Eventually, as with most bad players at the turn of the century, Guillen found his way to the Tampa Bay Devil Rays.
The Devil Rays acquired Guillen, along with Jeff Sparks, from the Pittsburgh Pirates on July 23rd, 1999 for Humberto Cota and Joe Oliver. Prior to the trade, Guillen was on the shelf in the minor leagues after injuring his buttocks on the corner of base following a slide attempt; his posterior would require surgery. Guillen joined the Devil Rays in August and became their everyday right fielder.
The following year, injuries kept Guillen on the Injured List to start the year, but he finally produced the first positive fWAR of his career, playing in a total of 105 games. Unfortunately for Guillen, he would be shelved for the majority of the 2001 season with another injury and played in just 41 games.
He was released entering the offseason and began his journey around the league. He finally broke out in 2003 with the Cincinnati Reds and would later be dealt to the Oakland Athletics to help with their ill-fated postseason run. Overall, he accrued 3.5 fWAR that season.
Guillen signed a two year deal with the Los Angeles Angels following that campaign and, despite being one of the better players on the roster, was suspended by the team towards the latter part of the season after he argued with manager Mike Scioscia after being removed from a game. He was eventually traded to the Washington Nationals in the offseason, with whom he’d enjoy the best season of his career in 2005 (3.7 fWAR).

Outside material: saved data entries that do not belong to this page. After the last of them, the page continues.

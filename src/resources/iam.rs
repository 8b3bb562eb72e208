use super::*;

pub const LAMBDA_BASIC_EXECUTION_POLICY: &str = "arn:aws:iam::aws:policy/service-role/AWSLambdaBasicExecutionRole";

pub fn create_assume_role_policy_doc(service: &str) -> PolicyDocument {
    PolicyDocument::new(vec![
        PolicyStatement::allow(&["sts:AssumeRole"], vec![]).with_principal(json!({ "Service": service })),
    ])
}

#[derive(Debug, Clone, PartialEq, Serialize)]
#[serde(rename_all = "PascalCase")]
pub struct CfnRole {
    pub assume_role_policy_document: PolicyDocument,
    #[serde(skip_serializing_if = "Option::is_none")]
    pub description: Option<String>,
    #[serde(skip_serializing_if = "Vec::is_empty")]
    pub managed_policy_arns: Vec<String>,
}

impl CfnResource for CfnRole {
    fn type_string(&self) -> &'static str {
        "AWS::IAM::Role"
    }

    fn properties(&self) -> Result<Value, serde_json::Error> {
        serde_json::to_value(self)
    }
}

/// An inline policy attached to existing roles.
#[derive(Debug, Clone, PartialEq, Serialize)]
#[serde(rename_all = "PascalCase")]
pub struct CfnPolicy {
    pub policy_document: PolicyDocument,
    pub policy_name: String,
    pub roles: Vec<Value>,
}

impl CfnResource for CfnPolicy {
    fn type_string(&self) -> &'static str {
        "AWS::IAM::Policy"
    }

    fn properties(&self) -> Result<Value, serde_json::Error> {
        serde_json::to_value(self)
    }

    fn validate(&self) -> Result<(), String> {
        if self.roles.is_empty() {
            return Err(format!("Policy {} is not attached to any role", self.policy_name));
        }
        if self.policy_document.statement.is_empty() {
            return Err(format!("Policy {} has no statements", self.policy_name));
        }
        Ok(())
    }
}

#[cfg(test)]
mod tests {
    use super::*;

    #[test]
    fn assume_role_doc_has_no_resource() {
        let doc = create_assume_role_policy_doc("lambda.amazonaws.com");
        let value = serde_json::to_value(&doc).unwrap();
        assert_eq!(
            value,
            json!({
                "Version": "2012-10-17",
                "Statement": [{
                    "Action": "sts:AssumeRole",
                    "Effect": "Allow",
                    "Principal": { "Service": "lambda.amazonaws.com" }
                }]
            })
        );
    }

    #[test]
    fn detached_policy_is_invalid() {
        let policy = CfnPolicy {
            policy_document: PolicyDocument::new(vec![PolicyStatement::allow(&["s3:GetObject"], vec![json!("*")])]),
            policy_name: "p".to_string(),
            roles: vec![],
        };
        assert!(policy.validate().is_err());
    }
}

His career began its downward spiral following the 2005 season with Washington (a 2.2 fWAR campaign in 2007 not withstanding). He would endure a series of injuries, including Tommy John surgery, and also rumors and reports started circulating about performance enhancing drugs inflating his performance.
Like so many former Rays with loads of potential and even more loads of attitude problems, Guillen finished his playing career assisting the San Francisco Giants to win a World Series ring, in 2010.